INSTRUCTIONS FOR THE TASK – Everything from the line containing "filename core/src/services/password/mod.rs" through the line containing "fn name(&self) -> &'static str;" should be repeated exactly, and nothing else from the data.

Segment Open

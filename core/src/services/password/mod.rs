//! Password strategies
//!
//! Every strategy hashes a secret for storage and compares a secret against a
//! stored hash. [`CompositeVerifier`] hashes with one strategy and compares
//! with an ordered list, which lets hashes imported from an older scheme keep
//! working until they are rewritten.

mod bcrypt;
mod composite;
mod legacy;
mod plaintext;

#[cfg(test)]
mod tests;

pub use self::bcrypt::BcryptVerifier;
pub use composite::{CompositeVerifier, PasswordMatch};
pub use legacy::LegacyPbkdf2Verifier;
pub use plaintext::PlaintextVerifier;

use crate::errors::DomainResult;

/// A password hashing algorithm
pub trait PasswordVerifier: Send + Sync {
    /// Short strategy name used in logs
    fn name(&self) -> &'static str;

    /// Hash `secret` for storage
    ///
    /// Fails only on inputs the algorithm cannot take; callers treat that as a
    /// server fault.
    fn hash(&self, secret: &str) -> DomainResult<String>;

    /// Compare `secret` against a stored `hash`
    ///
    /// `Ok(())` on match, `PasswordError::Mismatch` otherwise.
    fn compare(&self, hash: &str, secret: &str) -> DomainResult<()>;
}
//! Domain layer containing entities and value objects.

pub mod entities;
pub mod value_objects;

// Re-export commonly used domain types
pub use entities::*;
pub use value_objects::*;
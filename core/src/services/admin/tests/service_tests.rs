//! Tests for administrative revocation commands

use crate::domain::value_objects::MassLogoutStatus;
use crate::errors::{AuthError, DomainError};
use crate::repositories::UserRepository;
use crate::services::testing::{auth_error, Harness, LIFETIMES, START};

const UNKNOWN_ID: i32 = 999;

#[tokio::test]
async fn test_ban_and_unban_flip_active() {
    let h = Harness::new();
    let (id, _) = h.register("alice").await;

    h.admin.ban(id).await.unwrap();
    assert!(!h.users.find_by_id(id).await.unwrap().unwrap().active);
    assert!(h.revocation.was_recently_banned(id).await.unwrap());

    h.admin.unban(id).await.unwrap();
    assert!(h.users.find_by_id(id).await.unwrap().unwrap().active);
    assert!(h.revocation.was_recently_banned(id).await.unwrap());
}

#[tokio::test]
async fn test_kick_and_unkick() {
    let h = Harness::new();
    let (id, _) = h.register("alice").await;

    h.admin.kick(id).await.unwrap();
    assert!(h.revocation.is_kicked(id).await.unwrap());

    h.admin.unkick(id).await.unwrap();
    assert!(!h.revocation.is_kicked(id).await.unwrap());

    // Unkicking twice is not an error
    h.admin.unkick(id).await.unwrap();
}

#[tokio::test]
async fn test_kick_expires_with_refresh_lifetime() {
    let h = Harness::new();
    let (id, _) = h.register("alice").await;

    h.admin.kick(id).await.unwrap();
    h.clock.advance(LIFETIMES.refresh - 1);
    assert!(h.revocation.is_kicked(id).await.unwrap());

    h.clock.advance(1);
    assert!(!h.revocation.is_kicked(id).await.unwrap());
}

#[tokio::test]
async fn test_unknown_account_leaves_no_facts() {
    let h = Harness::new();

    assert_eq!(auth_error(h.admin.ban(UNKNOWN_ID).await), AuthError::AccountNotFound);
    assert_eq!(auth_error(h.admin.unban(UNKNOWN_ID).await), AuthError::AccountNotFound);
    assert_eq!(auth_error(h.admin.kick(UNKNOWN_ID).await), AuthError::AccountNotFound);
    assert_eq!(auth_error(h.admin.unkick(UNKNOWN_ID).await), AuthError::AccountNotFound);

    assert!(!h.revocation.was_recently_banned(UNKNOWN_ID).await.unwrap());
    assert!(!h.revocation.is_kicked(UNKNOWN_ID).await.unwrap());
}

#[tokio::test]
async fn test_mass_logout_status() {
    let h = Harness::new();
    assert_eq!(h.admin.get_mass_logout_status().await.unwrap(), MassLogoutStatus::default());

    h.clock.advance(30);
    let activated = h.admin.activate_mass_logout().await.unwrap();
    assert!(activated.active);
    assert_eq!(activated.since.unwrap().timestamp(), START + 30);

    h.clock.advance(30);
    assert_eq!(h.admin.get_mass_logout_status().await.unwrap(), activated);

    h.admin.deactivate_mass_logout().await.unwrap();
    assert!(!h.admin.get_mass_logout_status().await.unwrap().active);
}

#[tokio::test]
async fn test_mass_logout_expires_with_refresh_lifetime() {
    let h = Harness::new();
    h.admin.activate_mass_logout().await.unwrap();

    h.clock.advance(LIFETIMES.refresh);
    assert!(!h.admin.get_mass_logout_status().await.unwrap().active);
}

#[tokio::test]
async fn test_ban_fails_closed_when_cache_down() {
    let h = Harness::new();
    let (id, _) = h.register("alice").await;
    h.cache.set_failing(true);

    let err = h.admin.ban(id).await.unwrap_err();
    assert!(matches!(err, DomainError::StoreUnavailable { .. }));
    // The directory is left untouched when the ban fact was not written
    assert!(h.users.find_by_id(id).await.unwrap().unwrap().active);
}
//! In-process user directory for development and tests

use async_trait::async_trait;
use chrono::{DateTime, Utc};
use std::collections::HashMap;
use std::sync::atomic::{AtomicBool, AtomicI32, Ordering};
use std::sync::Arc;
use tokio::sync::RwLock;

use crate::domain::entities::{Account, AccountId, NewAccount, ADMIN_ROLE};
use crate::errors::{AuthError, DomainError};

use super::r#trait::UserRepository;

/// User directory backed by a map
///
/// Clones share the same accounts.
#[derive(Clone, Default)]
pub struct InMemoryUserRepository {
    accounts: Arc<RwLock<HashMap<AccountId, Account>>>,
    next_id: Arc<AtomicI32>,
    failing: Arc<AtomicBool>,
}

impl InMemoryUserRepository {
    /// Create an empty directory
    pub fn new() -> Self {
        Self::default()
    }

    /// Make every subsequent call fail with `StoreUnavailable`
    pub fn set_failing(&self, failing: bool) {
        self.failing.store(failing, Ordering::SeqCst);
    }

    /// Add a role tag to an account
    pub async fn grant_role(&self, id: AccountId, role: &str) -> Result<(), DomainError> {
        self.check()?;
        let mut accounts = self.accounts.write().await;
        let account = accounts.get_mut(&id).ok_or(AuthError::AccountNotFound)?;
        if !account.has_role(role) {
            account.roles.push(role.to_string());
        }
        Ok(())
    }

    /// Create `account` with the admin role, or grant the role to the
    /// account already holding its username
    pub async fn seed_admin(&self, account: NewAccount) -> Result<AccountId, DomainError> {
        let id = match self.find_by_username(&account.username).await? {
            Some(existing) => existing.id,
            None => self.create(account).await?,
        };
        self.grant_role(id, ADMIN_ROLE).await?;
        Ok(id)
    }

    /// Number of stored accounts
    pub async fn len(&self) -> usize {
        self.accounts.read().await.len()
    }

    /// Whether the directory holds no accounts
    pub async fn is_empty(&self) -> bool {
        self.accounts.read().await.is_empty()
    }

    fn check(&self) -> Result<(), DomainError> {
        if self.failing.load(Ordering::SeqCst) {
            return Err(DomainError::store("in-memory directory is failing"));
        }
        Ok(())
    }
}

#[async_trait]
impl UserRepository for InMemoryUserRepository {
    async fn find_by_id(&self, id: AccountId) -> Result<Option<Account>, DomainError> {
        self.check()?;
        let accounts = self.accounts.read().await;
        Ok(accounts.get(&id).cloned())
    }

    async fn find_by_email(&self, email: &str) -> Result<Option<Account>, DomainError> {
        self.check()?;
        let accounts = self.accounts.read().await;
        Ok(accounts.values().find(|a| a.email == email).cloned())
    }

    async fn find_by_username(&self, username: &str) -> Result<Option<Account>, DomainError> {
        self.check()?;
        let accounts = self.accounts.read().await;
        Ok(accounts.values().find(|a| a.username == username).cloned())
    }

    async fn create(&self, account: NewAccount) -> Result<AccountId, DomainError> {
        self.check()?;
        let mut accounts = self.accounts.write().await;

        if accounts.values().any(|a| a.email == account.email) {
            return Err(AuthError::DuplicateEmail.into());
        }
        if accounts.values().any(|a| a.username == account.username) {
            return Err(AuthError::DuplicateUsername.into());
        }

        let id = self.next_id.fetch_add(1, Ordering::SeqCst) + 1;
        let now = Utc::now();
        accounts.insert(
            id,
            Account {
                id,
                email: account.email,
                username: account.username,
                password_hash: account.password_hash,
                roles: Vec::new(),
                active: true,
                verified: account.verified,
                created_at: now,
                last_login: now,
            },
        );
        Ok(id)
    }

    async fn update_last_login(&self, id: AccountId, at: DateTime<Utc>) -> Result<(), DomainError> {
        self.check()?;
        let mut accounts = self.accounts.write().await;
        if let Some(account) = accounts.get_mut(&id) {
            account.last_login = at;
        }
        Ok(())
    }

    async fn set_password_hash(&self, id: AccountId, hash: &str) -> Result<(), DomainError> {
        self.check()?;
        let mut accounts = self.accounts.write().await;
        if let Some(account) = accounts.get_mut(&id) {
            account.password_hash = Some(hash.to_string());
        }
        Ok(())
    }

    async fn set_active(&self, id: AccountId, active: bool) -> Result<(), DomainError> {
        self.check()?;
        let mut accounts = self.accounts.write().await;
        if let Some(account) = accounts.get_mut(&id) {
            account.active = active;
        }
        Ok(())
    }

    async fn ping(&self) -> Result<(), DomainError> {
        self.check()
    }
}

Segment Closed
Segment Open

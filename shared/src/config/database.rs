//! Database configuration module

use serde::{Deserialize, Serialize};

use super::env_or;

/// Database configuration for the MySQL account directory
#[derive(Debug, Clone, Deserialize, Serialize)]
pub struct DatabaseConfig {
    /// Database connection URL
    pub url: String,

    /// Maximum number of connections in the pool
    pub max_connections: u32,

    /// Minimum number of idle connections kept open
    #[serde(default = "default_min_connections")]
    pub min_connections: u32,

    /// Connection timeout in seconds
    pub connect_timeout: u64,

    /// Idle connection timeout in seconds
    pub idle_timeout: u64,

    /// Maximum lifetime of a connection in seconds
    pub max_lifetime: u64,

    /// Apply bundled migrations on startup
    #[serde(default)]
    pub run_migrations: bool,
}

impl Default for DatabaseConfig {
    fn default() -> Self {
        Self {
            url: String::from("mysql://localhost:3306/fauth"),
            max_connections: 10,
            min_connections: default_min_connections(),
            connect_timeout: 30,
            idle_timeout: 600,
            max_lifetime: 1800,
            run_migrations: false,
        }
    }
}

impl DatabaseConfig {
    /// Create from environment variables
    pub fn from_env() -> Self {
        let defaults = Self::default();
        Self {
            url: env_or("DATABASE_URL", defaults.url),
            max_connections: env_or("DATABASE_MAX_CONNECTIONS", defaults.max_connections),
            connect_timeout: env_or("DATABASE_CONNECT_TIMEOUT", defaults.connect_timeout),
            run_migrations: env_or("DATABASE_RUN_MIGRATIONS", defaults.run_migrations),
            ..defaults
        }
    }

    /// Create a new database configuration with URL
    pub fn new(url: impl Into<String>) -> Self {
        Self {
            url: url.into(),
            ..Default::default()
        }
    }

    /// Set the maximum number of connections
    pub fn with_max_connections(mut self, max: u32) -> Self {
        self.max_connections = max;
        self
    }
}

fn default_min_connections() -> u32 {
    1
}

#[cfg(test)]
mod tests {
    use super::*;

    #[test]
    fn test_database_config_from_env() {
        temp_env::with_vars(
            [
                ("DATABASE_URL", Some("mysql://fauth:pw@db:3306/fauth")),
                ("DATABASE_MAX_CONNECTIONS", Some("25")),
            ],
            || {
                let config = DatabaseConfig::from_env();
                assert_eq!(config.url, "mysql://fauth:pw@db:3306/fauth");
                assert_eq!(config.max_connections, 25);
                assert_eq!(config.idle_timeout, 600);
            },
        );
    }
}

Segment Closed

TASK OUTPUT –
filename core/src/services/password/mod.rs
//! Password strategies
//!
//! Every strategy hashes a secret for storage and compares a secret against a
//! stored hash. [`CompositeVerifier`] hashes with one strategy and compares
//! with an ordered list, which lets hashes imported from an older scheme keep
//! working until they are rewritten.

mod bcrypt;
mod composite;
mod legacy;
mod plaintext;

#[cfg(test)]
mod tests;

pub use self::bcrypt::BcryptVerifier;
pub use composite::{CompositeVerifier, PasswordMatch};
pub use legacy::LegacyPbkdf2Verifier;
pub use plaintext::PlaintextVerifier;

use crate::errors::DomainResult;

/// A password hashing algorithm
pub trait PasswordVerifier: Send + Sync {
    /// Short strategy name used in logs
    fn name(&self) -> &'static str;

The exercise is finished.